Rezension

Zum Leben mit deutscher Vergangenheit - ein Standardwerk von Dan Bar-On

Die Last des Schweigens - Dan Bar-On

Die Last des Schweigens
von Dan Bar-On

Bewertet mit 5 Sternen

Der - inzwischen verstorbene - Autor hat mit einer bestimmten Methode unterschiedliche Gruppierungen in einen Dialog gebracht, u.a. die Nachfahren von Shoah-Überlebenden und die Kinder deutscher Nazi-Täter sowie Israelis und Palästinenser. Wichtig für ihn war, dass die Menschen ihre Geschichten erzählen - und die jeweils "andere Seite" das stehen lässt, was erzählt wird: Das Leid der einen wird nicht gegen das der anderen ausgespielt. In seinem Buch "Erzähl dein Leben" hat er in diesem Sinne vom Dialog zwischen Palästinensern und Israelis berichtet. So weit zur Arbeit Dan Bar-Ons.

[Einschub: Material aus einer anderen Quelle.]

//! Routing definitions for the Mandli UI.
use yew_router::prelude::*;

#[derive(Clone, Copy, Routable, PartialEq, Eq, Debug)]
pub(crate) enum Route {
    #[at("/")]
    Home,
    #[at("/customer")]
    Customer,
    #[at("/member")]
    Member,
    #[at("/admin")]
    Admin,
    #[at("/payment")]
    Payment,
    #[not_found]
    #[at("/404")]
    NotFound,
}

impl Route {
    /// Routes listed in the navbar, with their label keys.
    pub(crate) const fn nav() -> [(Self, &'static str); 5] {
        [
            (Self::Home, "home"),
            (Self::Customer, "customer"),
            (Self::Member, "member"),
            (Self::Admin, "admin"),
            (Self::Payment, "payment"),
        ]
    }
}
use crate::app::{use_locale, use_toasts};
use crate::components::daisy::Card;
use crate::core::data::fixtures;
use crate::core::format::{format_date, percent, rupees, signed_rupees, today};
use crate::core::store::AppStore;
use crate::features::customer::logic::deposit_countdowns;
use crate::features::customer::state::{
    LoanKind, RequestKind, ServiceRequest, ServiceRequestDraft,
};
use web_sys::{HtmlInputElement, HtmlSelectElement, HtmlTextAreaElement};
use yew::prelude::*;
use yewdux::prelude::{Dispatch, use_selector};

#[function_component(CustomerPage)]
pub(crate) fn customer_page() -> Html {
    let logged_in = use_selector(|store: &AppStore| store.customer.logged_in);
    let dispatch = Dispatch::<AppStore>::new();

    if *logged_in {
        let on_logout = Callback::from(move |()| dispatch.reduce_mut(|store| store.customer.logout()));
        html! { <Dashboard {on_logout} /> }
    } else {
        let on_login = Callback::from(move |()| dispatch.reduce_mut(|store| store.customer.login()));
        html! { <Login {on_login} /> }
    }
}

#[derive(Properties, PartialEq)]
struct LoginProps {
    on_login: Callback<()>,
}

#[function_component(Login)]
fn login(props: &LoginProps) -> Html {
    let locale = use_locale();
    let email = use_state(String::new);
    let password = use_state(String::new);

    let on_email = {
        let email = email.clone();
        Callback::from(move |e: InputEvent| email.set(e.target_unchecked_into::<HtmlInputElement>().value()))
    };
    let on_password = {
        let password = password.clone();
        Callback::from(move |e: InputEvent| {
            password.set(e.target_unchecked_into::<HtmlInputElement>().value());
        })
    };
    // Any credentials are accepted.
    let onsubmit = {
        let on_login = props.on_login.clone();
        Callback::from(move |e: SubmitEvent| {
            e.prevent_default();
            on_login.emit(());
        })
    };

    html! {
        <div class="mx-auto max-w-md">
            <Card title={locale.t("customerLoginTitle")} subtitle={locale.t("landingSubtitle")}>
                <form class="grid gap-4" {onsubmit}>
                    <label class="form-control">
                        <span class="label-text">{locale.t("email")}</span>
                        <input id="email" class="input input-bordered" value={(*email).clone()} oninput={on_email} />
                    </label>
                    <label class="form-control">
                        <span class="label-text">{locale.t("password")}</span>
                        <input id="password" type="password" class="input input-bordered" value={(*password).clone()} oninput={on_password} />
                    </label>
                    <button type="submit" class="btn btn-primary w-full">{locale.t("login")}</button>
                </form>
            </Card>
        </div>
    }
}

#[derive(Properties, PartialEq)]
struct DashboardProps {
    on_logout: Callback<()>,
}

#[function_component(Dashboard)]
fn dashboard(props: &DashboardProps) -> Html {
    let locale = use_locale();
    let toasts = use_toasts();
    let data = fixtures();
    let deposits = use_memo(|_| deposit_countdowns(&data.fixed_deposits, today()), ());
    let on_logout = {
        let on_logout = props.on_logout.clone();
        Callback::from(move |_: MouseEvent| on_logout.emit(()))
    };
    let on_loan_applied = {
        let toasts = toasts.clone();
        let message = locale.t("toastLoanApplied");
        Callback::from(move |_: LoanKind| toasts.success(message.clone()))
    };
    let on_service_sent = {
        let message = locale.t("toastServiceSent");
        Callback::from(move |_: ServiceRequest| toasts.success(message.clone()))
    };

    html! {
        <div class="space-y-8">
            <div class="flex items-center justify-between">
                <h2 class="text-3xl font-bold">{locale.t("dashboard")}</h2>
                <button class="btn btn-outline" onclick={on_logout}>{locale.t("logout")}</button>
            </div>
            <div class="grid grid-cols-1 gap-8 md:grid-cols-2">
                <Card
                    title={locale.t("accountInfo")}
                    subtitle={format!("{}: {}", locale.t("balance"), rupees(data.account.balance))}
                >
                    <h4 class="font-semibold">{locale.t("transactions")}</h4>
                    <ul class="space-y-3 text-sm">
                        {for data.transactions.iter().map(|tx| html! {
                            <li key={tx.id.clone()} class="flex items-center justify-between rounded-box border border-base-300 p-3">
                                <div>
                                    <div class="font-medium">{tx.desc.clone()}</div>
                                    <div class="opacity-70">{format_date(tx.date)}</div>
                                </div>
                                <div class={classes!("font-semibold", if tx.is_credit() { "text-success" } else { "text-error" })}>
                                    {signed_rupees(tx.amount)}
                                </div>
                            </li>
                        })}
                    </ul>
                </Card>
                <Card title={locale.t("loanApplication")} subtitle={locale.t("loanType")}>
                    <LoanApplicationForm on_applied={on_loan_applied} />
                </Card>
            </div>
            <div class="grid grid-cols-1 gap-8 md:grid-cols-2">
                <Card title={locale.t("fixedDeposits")}>
                    {for deposits.iter().map(|row| html! {
                        <div key={row.deposit.id.clone()} class="flex items-center justify-between rounded-box border border-base-300 p-4 text-sm">
                            <div>
                                <div class="font-semibold text-base">
                                    {format!("{} @ {}", rupees(row.deposit.amount), percent(row.deposit.rate))}
                                </div>
                                <div class="opacity-70">
                                    {format!("{}: {}", locale.t("maturity"), format_date(row.deposit.maturity_date))}
                                </div>
                            </div>
                            <div class={if row.near_maturity { "badge badge-warning font-bold" } else { "opacity-80" }}>
                                {format!("{} {}", row.days_left, locale.t("daysLeft"))}
                            </div>
                        </div>
                    })}
                </Card>
                <Card title={locale.t("serviceRequests")}>
                    <ServiceRequestForm on_sent={on_service_sent} />
                </Card>
            </div>
        </div>
    }
}

#[derive(Properties, PartialEq)]
struct LoanFormProps {
    on_applied: Callback<LoanKind>,
}

#[function_component(LoanApplicationForm)]
fn loan_application_form(props: &LoanFormProps) -> Html {
    let locale = use_locale();
    let kind = use_state(LoanKind::default);
    let onchange = {
        let kind = kind.clone();
        Callback::from(move |e: Event| {
            kind.set(LoanKind::from_value(
                &e.target_unchecked_into::<HtmlSelectElement>().value(),
            ));
        })
    };
    let onclick = {
        let kind = kind.clone();
        let on_applied = props.on_applied.clone();
        Callback::from(move |_: MouseEvent| on_applied.emit(*kind))
    };

    html! {
        <div class="grid gap-4">
            <label class="form-control">
                <span class="label-text">{locale.t("loanType")}</span>
                <select class="select select-bordered" {onchange}>
                    {for LoanKind::all().into_iter().map(|option| html! {
                        <option value={option.as_value()} selected={option == *kind}>{locale.t(option.label_key())}</option>
                    })}
                </select>
            </label>
            <button type="button" class="btn btn-primary" {onclick}>{locale.t("loanApply")}</button>
        </div>
    }
}

#[derive(Properties, PartialEq)]
struct ServiceFormProps {
    on_sent: Callback<ServiceRequest>,
}

#[function_component(ServiceRequestForm)]
fn service_request_form(props: &ServiceFormProps) -> Html {
    let locale = use_locale();
    let draft = use_state(ServiceRequestDraft::default);

    let on_kind = {
        let draft = draft.clone();
        Callback::from(move |e: Event| {
            let mut next = (*draft).clone();
            next.kind = RequestKind::from_value(&e.target_unchecked_into::<HtmlSelectElement>().value());
            draft.set(next);
        })
    };
    let on_comments = {
        let draft = draft.clone();
        Callback::from(move |e: InputEvent| {
            let mut next = (*draft).clone();
            next.comments = e.target_unchecked_into::<HtmlTextAreaElement>().value();
            draft.set(next);
        })
    };
    let onsubmit = {
        let draft = draft.clone();
        let on_sent = props.on_sent.clone();
        Callback::from(move |e: SubmitEvent| {
            e.prevent_default();
            let mut next = (*draft).clone();
            let request = next.submit();
            draft.set(next);
            on_sent.emit(request);
        })
    };

    html! {
        <form class="grid gap-4" {onsubmit}>
            <label class="form-control">
                <span class="label-text">{locale.t("requestType")}</span>
                <select class="select select-bordered" onchange={on_kind}>
                    {for RequestKind::all().into_iter().map(|option| html! {
                        <option value={option.as_value()} selected={option == draft.kind}>{locale.t(option.label_key())}</option>
                    })}
                </select>
            </label>
            <label class="form-control">
                <span class="label-text">{locale.t("comments")}</span>
                <textarea class="textarea textarea-bordered" value={draft.comments.clone()} oninput={on_comments} />
            </label>
            <button type="submit" class="btn btn-primary">{locale.t("submit")}</button>
        </form>
    }
}
use crate::app::use_locale;
use crate::models::{TOAST_TIMEOUT_MS, Toast};
use gloo::timers::callback::Timeout;
use yew::prelude::*;

#[derive(Properties, PartialEq)]
pub(crate) struct ToastHostProps {
    pub toasts: Vec<Toast>,
    pub on_dismiss: Callback<u64>,
}

#[function_component(ToastHost)]
pub(crate) fn toast_host(props: &ToastHostProps) -> Html {
    let locale = use_locale();
    {
        let on_dismiss = props.on_dismiss.clone();
        use_effect_with_deps(
            move |list: &Vec<Toast>| {
                let handles: Vec<Timeout> = list
                    .iter()
                    .map(|toast| {
                        let on_dismiss = on_dismiss.clone();
                        let id = toast.id;
                        Timeout::new(TOAST_TIMEOUT_MS, move || on_dismiss.emit(id))
                    })
                    .collect();
                move || drop(handles)
            },
            props.toasts.clone(),
        );
    }

    let dismiss_label = locale.t("dismiss");
    html! {
        <div class="toast toast-end toast-bottom z-50" aria-live="polite" aria-atomic="true">
            {for props.toasts.iter().map(|toast| render_toast(toast, &props.on_dismiss, &dismiss_label))}
        </div>
    }
}

fn render_toast(toast: &Toast, on_dismiss: &Callback<u64>, dismiss_label: &str) -> Html {
    let id = toast.id;
    let on_close = {
        let on_dismiss = on_dismiss.clone();
        Callback::from(move |_: MouseEvent| on_dismiss.emit(id))
    };

    html! {
        <div class={classes!("alert", toast.kind.class())} role="status">
            <span>{toast.message.clone()}</span>
            <button class="btn btn-ghost btn-xs" aria-label={dismiss_label.to_string()} onclick={on_close}>{"✕"}</button>
        </div>
    }
}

"Die Last des Schweigens" gibt die Interviews wieder, die Bar-On im Rahmen eines Forschungsprogramms Mitte/Ende der 1980er Jahre mit Kindern von Nazi-Tätern führte. Wie sind Täter nach dem Zweiten Weltkrieg mit ihrem Tun umgegangen, so fragt Bar-On im Abschnitt "Die Vorgeschichte" - und wie leben die Kinder mit dem Tun ihrer Eltern?

In einer Geschichte ist es der Sohn, der - im nationalsozialistischen Deutschland aufwachsend - seinem Vater zunächst nicht glauben kann, was der von den Morden an den Juden im Osten berichtet; der Vater zerbrach an dem, was er sah und erlebte. "Mir gegenüber sitzt der Sohn eines außergewöhnlichen Vaters", schreib Bar-On (S. 216), "des einzigen Menschen, von dem ich gehört habe, dass er seinen Verstand verloren hat, weil er kein normales Leben mehr führen konnte, nachdem er die Massaker an den Juden miterlebt hat."

Was, so mag sich der Leser fragen, ist dann psychische Gesundheit? Das normale Weiterleben der vielen oder das Verrücktwerden dieses Mannes?